Dreifaches Erleben Gottes | Trinitatis | 04.06.2023 | Jesaja 6,1-8(9-13)[i] | Rainer Stahl |

„Die Gnade unseres Herrn Jesus Christus,

die Liebe Gottes

und die Gemeinschaft des Heiligen Geistes

sei mit Euch allen!“

Liebe Leserin, lieber Leser!

Liebe Schwestern und Brüder!

42 Jahre ist es nun her: Damals hatte ich im Prozess des Zweiten Examens in meiner Landeskirche, damals der Evangelisch-Lutherischen Kirche in Thüringen, meine Prüfungspredigt zu erarbeiten und zu halten – zum Festtag „Trinitatis“ / „Dreieinigkeit“ über Jesaja 6,1-13! Natürlich kann ich die damalige Predigt nicht wiederholen, waren doch damals die aktuellen Bezüge ganz andere als diejenigen, die sich heute aufdrängen.

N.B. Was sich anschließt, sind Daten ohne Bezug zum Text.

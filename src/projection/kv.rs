// Copyright (c) 2025 - Cowboy AI, Inc.
//! NATS JetStream key-value document store
//!
//! Stores each projection document as JSON under its flat storage key in a
//! KV bucket. Writes are guarded by the entry revision through the
//! `Nats-Expected-Last-Subject-Sequence` header, so two writers racing on
//! the same document never lose an increment: the loser re-reads and
//! re-checks the applied set. Expected revision 0 means "no entry yet",
//! which makes an insert create-if-absent.
//!
//! # Document size
//!
//! A document keeps every applied event id, so it grows with each distinct
//! event folded into it. The whole document is one KV value and must fit in
//! the server's maximum message size (1 MB by default). Once a busy
//! account's document crosses it, every later apply for that key fails with
//! `StoreError::Rejected` or `StoreError::Unavailable`. Daily-scoped keys
//! stay small; account-scoped keys need `max_payload` raised on the server
//! or a store that can keep the applied set outside the document.

use async_nats::header::NATS_EXPECTED_LAST_SUBJECT_SEQUENCE;
use async_nats::jetstream::{self, context::PublishErrorKind, kv};
use async_nats::HeaderMap;
use async_trait::async_trait;
use bytes::Bytes;
use tracing::{debug, warn};

use super::{DocumentStore, ProjectionDelta, ProjectionDocument, ProjectionKey};
use crate::errors::StoreError;

/// Bound on compare-and-swap attempts per conditional update
const MAX_CAS_ATTEMPTS: usize = 8;

/// Revision a key has before its first write
const NO_REVISION: u64 = 0;

/// Configuration for the projection bucket
#[derive(Debug, Clone)]
pub struct KvStoreConfig {
    /// Bucket name
    pub bucket: String,
    /// Revisions kept per key
    pub history: i64,
}

impl Default for KvStoreConfig {
    fn default() -> Self {
        Self {
            bucket: "LEDGER_PROJECTIONS".to_string(),
            history: 1,
        }
    }
}

/// Why a revision-guarded write did not land
#[derive(Debug)]
enum WriteFailure {
    /// The key moved past the expected revision
    Conflict,
    /// Anything else; not worth retrying here
    Store(StoreError),
}

/// Map a JetStream ack failure for a guarded write
fn classify_ack(kind: PublishErrorKind, message: String) -> WriteFailure {
    match kind {
        PublishErrorKind::WrongLastSequence => WriteFailure::Conflict,
        PublishErrorKind::TimedOut
        | PublishErrorKind::BrokenPipe
        | PublishErrorKind::StreamNotFound => WriteFailure::Store(StoreError::Unavailable(message)),
        _ => WriteFailure::Store(StoreError::Rejected(message)),
    }
}

/// Document store on a JetStream KV bucket
pub struct KvDocumentStore {
    jetstream: jetstream::Context,
    store: kv::Store,
    bucket: String,
}

impl KvDocumentStore {
    /// Open (or create) the projection bucket
    pub async fn open(
        jetstream: &jetstream::Context,
        config: KvStoreConfig,
    ) -> Result<Self, StoreError> {
        let store = match jetstream.get_key_value(&config.bucket).await {
            Ok(store) => store,
            Err(_) => jetstream
                .create_key_value(kv::Config {
                    bucket: config.bucket.clone(),
                    history: config.history,
                    ..Default::default()
                })
                .await
                .map_err(|e| StoreError::Unavailable(e.to_string()))?,
        };

        Ok(Self {
            jetstream: jetstream.clone(),
            store,
            bucket: config.bucket,
        })
    }

    /// Load a document with its revision; delete markers read as absent
    async fn load(&self, key: &ProjectionKey) -> Result<Option<(ProjectionDocument, u64)>, StoreError> {
        let entry = self
            .store
            .entry(key.storage_key())
            .await
            .map_err(|e| StoreError::Unavailable(e.to_string()))?;

        match entry {
            Some(entry) if matches!(entry.operation, kv::Operation::Put) => {
                let document: ProjectionDocument = serde_json::from_slice(&entry.value)
                    .map_err(|e| StoreError::Encoding(e.to_string()))?;
                Ok(Some((document, entry.revision)))
            }
            _ => Ok(None),
        }
    }

    /// Write `document` only if its key is still at `revision`
    ///
    /// Subject format: $KV.<bucket>.<storage-key>
    async fn write_at(
        &self,
        document: &ProjectionDocument,
        revision: u64,
    ) -> Result<u64, WriteFailure> {
        let subject = format!("$KV.{}.{}", self.bucket, document.key.storage_key());
        let payload = encode(document).map_err(WriteFailure::Store)?;

        let mut headers = HeaderMap::new();
        headers.insert(
            NATS_EXPECTED_LAST_SUBJECT_SEQUENCE,
            revision.to_string().as_str(),
        );

        let ack = self
            .jetstream
            .publish_with_headers(subject, headers, payload)
            .await
            .map_err(|e| WriteFailure::Store(StoreError::Unavailable(e.to_string())))?
            .await
            .map_err(|e| classify_ack(e.kind(), e.to_string()))?;

        Ok(ack.sequence)
    }
}

fn encode(document: &ProjectionDocument) -> Result<Bytes, StoreError> {
    serde_json::to_vec(document)
        .map(Bytes::from)
        .map_err(|e| StoreError::Encoding(e.to_string()))
}

#[async_trait]
impl DocumentStore for KvDocumentStore {
    async fn update_unless_applied(
        &self,
        key: &ProjectionKey,
        dedup_id: &str,
        delta: &ProjectionDelta,
    ) -> Result<u64, StoreError> {
        let storage_key = key.storage_key();

        for attempt in 1..=MAX_CAS_ATTEMPTS {
            let Some((mut document, revision)) = self.load(key).await? else {
                return Ok(0);
            };
            if !document.apply(dedup_id, delta) {
                return Ok(0);
            }

            match self.write_at(&document, revision).await {
                Ok(_) => return Ok(1),
                Err(WriteFailure::Conflict) => {
                    debug!(key = %storage_key, attempt, "Revision conflict, re-reading");
                }
                Err(WriteFailure::Store(error)) => return Err(error),
            }
        }

        warn!(key = %storage_key, "Gave up after {} compare-and-swap attempts", MAX_CAS_ATTEMPTS);
        Err(StoreError::Unavailable(format!(
            "contention on {} exceeded {} attempts",
            storage_key, MAX_CAS_ATTEMPTS
        )))
    }

    async fn count(&self, key: &ProjectionKey) -> Result<u64, StoreError> {
        Ok(u64::from(self.load(key).await?.is_some()))
    }

    async fn insert(&self, document: ProjectionDocument) -> Result<(), StoreError> {
        match self.write_at(&document, NO_REVISION).await {
            Ok(_) => Ok(()),
            Err(WriteFailure::Conflict) => Err(StoreError::Duplicate(document.key.storage_key())),
            Err(WriteFailure::Store(error)) => Err(error),
        }
    }

    async fn find(&self, key: &ProjectionKey) -> Result<Option<ProjectionDocument>, StoreError> {
        Ok(self.load(key).await?.map(|(document, _)| document))
    }
}

#[cfg(test)]
mod tests {
    use super::*;
    use crate::domain::AccountId;
    use crate::projection::ProjectionWriter;
    use crate::subjects::EventKind;
    use rust_decimal::Decimal;
    use std::sync::Arc;
    use std::time::Duration;
    use test_case::test_case;

    #[test_case(PublishErrorKind::WrongLastSequence => "conflict" ; "revision moved")]
    #[test_case(PublishErrorKind::TimedOut => "unavailable" ; "ack timed out")]
    #[test_case(PublishErrorKind::BrokenPipe => "unavailable" ; "connection lost")]
    #[test_case(PublishErrorKind::StreamNotFound => "unavailable" ; "bucket missing")]
    #[test_case(PublishErrorKind::Other => "rejected" ; "server refused")]
    #[test_case(PublishErrorKind::WrongLastMessageId => "rejected" ; "message id mismatch")]
    fn test_classify_ack(kind: PublishErrorKind) -> &'static str {
        match classify_ack(kind, "boom".into()) {
            WriteFailure::Conflict => "conflict",
            WriteFailure::Store(StoreError::Unavailable(_)) => "unavailable",
            WriteFailure::Store(StoreError::Rejected(_)) => "rejected",
            WriteFailure::Store(other) => panic!("unexpected {:?}", other),
        }
    }

    #[test]
    fn test_default_config() {
        let config = KvStoreConfig::default();
        assert_eq!(config.bucket, "LEDGER_PROJECTIONS");
        assert_eq!(config.history, 1);
    }

    #[tokio::test]
    #[ignore] // Requires NATS server with JetStream
    async fn test_kv_store_idempotent_apply() -> Result<(), StoreError> {
        let client = async_nats::connect("nats://localhost:4222")
            .await
            .map_err(|e| StoreError::Unavailable(e.to_string()))?;
        let jetstream = jetstream::new(client);
        let store = KvDocumentStore::open(&jetstream, KvStoreConfig::default()).await?;
        let writer = ProjectionWriter::new(Arc::new(store), Duration::from_secs(5));

        let key = ProjectionKey::account(EventKind::Balance, AccountId::from(uuid::Uuid::now_v7()));
        let delta = ProjectionDelta {
            debit: Decimal::ZERO,
            credit: Decimal::new(15000, 2),
        };

        assert_eq!(writer.apply(&key, "e1", &delta).await?, 1);
        assert_eq!(writer.apply(&key, "e1", &delta).await?, 0);

        let doc = writer.load(&key).await?.expect("document exists");
        assert_eq!(doc.net(), Decimal::new(15000, 2));

        // A second insert for the same key is a duplicate, not a failure
        let store = KvDocumentStore::open(&jetstream, KvStoreConfig::default()).await?;
        assert!(matches!(store.insert(doc).await, Err(StoreError::Duplicate(_))));
        Ok(())
    }
}
// Copyright (c) 2025 - Cowboy AI, Inc.
//! In-memory broker
//!
//! Records every published message per routing key and lets tests inject the
//! failures a real broker produces: refused channel creation, failed
//! publishes, and channels closed from the remote side.

use async_trait::async_trait;
use bytes::Bytes;
use std::collections::BTreeMap;
use std::sync::atomic::{AtomicBool, AtomicU64, Ordering};
use std::sync::{Arc, Mutex, MutexGuard, Weak};

use super::{BrokerChannel, BrokerConnection, PublishProperties};
use crate::errors::BrokerError;

/// A message captured by the in-memory broker
#[derive(Debug, Clone, PartialEq)]
pub struct PublishedMessage {
    pub exchange: String,
    pub routing_key: String,
    pub properties: PublishProperties,
    pub body: Bytes,
}

impl PublishedMessage {
    /// Body decoded as JSON
    pub fn json(&self) -> Result<serde_json::Value, serde_json::Error> {
        serde_json::from_slice(&self.body)
    }
}

#[derive(Default)]
struct BrokerState {
    published: Mutex<Vec<PublishedMessage>>,
    queues: Mutex<BTreeMap<String, bool>>,
    channels: Mutex<Vec<Weak<AtomicBool>>>,
    opened: AtomicU64,
    closed_channels: AtomicU64,
    fail_open: AtomicBool,
    fail_publish: AtomicBool,
    connection_closed: AtomicBool,
}

fn lock<T>(mutex: &Mutex<T>) -> MutexGuard<'_, T> {
    mutex.lock().unwrap_or_else(|poisoned| poisoned.into_inner())
}

/// Broker connection that keeps everything in memory
///
/// Clones share state, so a test can hand one clone to the pool and inspect
/// traffic through another.
#[derive(Clone, Default)]
pub struct InMemoryBroker {
    state: Arc<BrokerState>,
}

impl InMemoryBroker {
    /// Create an empty broker
    pub fn new() -> Self {
        Self::default()
    }

    /// Messages published to `routing_key`, oldest first
    pub fn published(&self, routing_key: &str) -> Vec<PublishedMessage> {
        lock(&self.state.published)
            .iter()
            .filter(|m| m.routing_key == routing_key)
            .cloned()
            .collect()
    }

    /// Total number of published messages
    pub fn published_count(&self) -> usize {
        lock(&self.state.published).len()
    }

    /// Declared queues and their durability
    pub fn declared_queues(&self) -> BTreeMap<String, bool> {
        lock(&self.state.queues).clone()
    }

    /// Number of channels opened so far
    pub fn channels_opened(&self) -> u64 {
        self.state.opened.load(Ordering::SeqCst)
    }

    /// Number of channels closed by their owner
    pub fn channels_closed(&self) -> u64 {
        self.state.closed_channels.load(Ordering::SeqCst)
    }

    /// Refuse (or allow again) channel creation
    pub fn fail_open(&self, fail: bool) {
        self.state.fail_open.store(fail, Ordering::SeqCst);
    }

    /// Fail (or allow again) every publish
    pub fn fail_publish(&self, fail: bool) {
        self.state.fail_publish.store(fail, Ordering::SeqCst);
    }

    /// Close every live channel as the remote side would
    pub fn close_all_channels(&self) {
        let mut channels = lock(&self.state.channels);
        for open in channels.iter().filter_map(Weak::upgrade) {
            open.store(false, Ordering::SeqCst);
        }
        channels.clear();
    }

    /// Whether the connection has been closed
    pub fn is_closed(&self) -> bool {
        self.state.connection_closed.load(Ordering::SeqCst)
    }
}

#[async_trait]
impl BrokerConnection for InMemoryBroker {
    async fn open_channel(&self) -> Result<Box<dyn BrokerChannel>, BrokerError> {
        if self.is_closed() {
            return Err(BrokerError::Connection("connection closed".into()));
        }
        if self.state.fail_open.load(Ordering::SeqCst) {
            return Err(BrokerError::ChannelOpen("injected failure".into()));
        }

        let open = Arc::new(AtomicBool::new(true));
        {
            let mut channels = lock(&self.state.channels);
            channels.retain(|c| c.strong_count() > 0);
            channels.push(Arc::downgrade(&open));
        }
        self.state.opened.fetch_add(1, Ordering::SeqCst);

        Ok(Box::new(MemoryChannel {
            open,
            state: self.state.clone(),
        }))
    }

    async fn close(&self) {
        self.state.connection_closed.store(true, Ordering::SeqCst);
    }
}

struct MemoryChannel {
    open: Arc<AtomicBool>,
    state: Arc<BrokerState>,
}

#[async_trait]
impl BrokerChannel for MemoryChannel {
    fn is_open(&self) -> bool {
        self.open.load(Ordering::SeqCst) && !self.state.connection_closed.load(Ordering::SeqCst)
    }

    async fn declare_queue(&self, name: &str, durable: bool) -> Result<(), BrokerError> {
        if !self.is_open() {
            return Err(BrokerError::ChannelClosed);
        }
        lock(&self.state.queues).insert(name.to_string(), durable);
        Ok(())
    }

    async fn publish(
        &self,
        exchange: &str,
        routing_key: &str,
        properties: PublishProperties,
        body: Bytes,
    ) -> Result<(), BrokerError> {
        if !self.is_open() {
            return Err(BrokerError::ChannelClosed);
        }
        if self.state.fail_publish.load(Ordering::SeqCst) {
            return Err(BrokerError::Publish {
                routing_key: routing_key.to_string(),
                message: "injected failure".into(),
            });
        }

        lock(&self.state.published).push(PublishedMessage {
            exchange: exchange.to_string(),
            routing_key: routing_key.to_string(),
            properties,
            body,
        });
        Ok(())
    }

    async fn close(&self) {
        if self.open.swap(false, Ordering::SeqCst) {
            self.state.closed_channels.fetch_add(1, Ordering::SeqCst);
        }
    }
}

#[cfg(test)]
mod tests {
    use super::*;

    #[tokio::test]
    async fn test_publish_is_recorded() {
        let broker = InMemoryBroker::new();
        let channel = broker.open_channel().await.unwrap();

        channel
            .publish("", "transaction.created", PublishProperties::persistent(), Bytes::from_static(b"{}"))
            .await
            .unwrap();

        let messages = broker.published("transaction.created");
        assert_eq!(messages.len(), 1);
        assert!(messages[0].properties.persistent);
        assert!(broker.published("transaction.dlq").is_empty());
    }

    #[tokio::test]
    async fn test_remote_close() {
        let broker = InMemoryBroker::new();
        let channel = broker.open_channel().await.unwrap();
        assert!(channel.is_open());

        broker.close_all_channels();
        assert!(!channel.is_open());

        let result = channel
            .publish("", "balance.created", PublishProperties::default(), Bytes::new())
            .await;
        assert!(matches!(result, Err(BrokerError::ChannelClosed)));
        // Remote close is not counted as an owner close
        assert_eq!(broker.channels_closed(), 0);
    }

    #[tokio::test]
    async fn test_injected_failures() {
        let broker = InMemoryBroker::new();

        broker.fail_open(true);
        assert!(broker.open_channel().await.is_err());
        broker.fail_open(false);

        let channel = broker.open_channel().await.unwrap();
        broker.fail_publish(true);
        let result = channel
            .publish("", "balance.dlq", PublishProperties::persistent(), Bytes::new())
            .await;
        assert!(matches!(result, Err(BrokerError::Publish { .. })));
        assert_eq!(broker.published_count(), 0);
    }

    #[tokio::test]
    async fn test_connection_close_closes_channels() {
        let broker = InMemoryBroker::new();
        let channel = broker.open_channel().await.unwrap();

        broker.close().await;
        assert!(!channel.is_open());
        assert!(broker.open_channel().await.is_err());
    }
}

Aber eines ist gleich: der alte Bibeltext, der in seinem Kern auf ein Erlebnis des historischen Jesaja im Jahr 734 vor Christus zurückgeht, aber von den Überlieferern weiter ergänzt worden war. Schauen wir zuerst auf den Bibeltext, im Wesentlichen in der Übersetzung, die ich mir damals erarbeitet hatte:

„(1) Im Todesjahr des Königs Usija[ii] [= „Meine Stärke ist JHWH / der Herr“] sah ich den Herrn[iii] auf einem hohen Thron sitzen, und seine Gewandsäume[iv] füllten den Tempel. (2) Seraphen standen über ihm, sechs Flügel, sechs Flügel[v] hatte jeder. Mit zweien bedeckte er sein Gesicht, mit zweien bedeckte er seine Füße[vi] und mit zweien flog er. (3) Und einer rief zum anderen:

»Heilig, heilig, heilig ist JHWH Zebaoth / der Herr Zebaoth.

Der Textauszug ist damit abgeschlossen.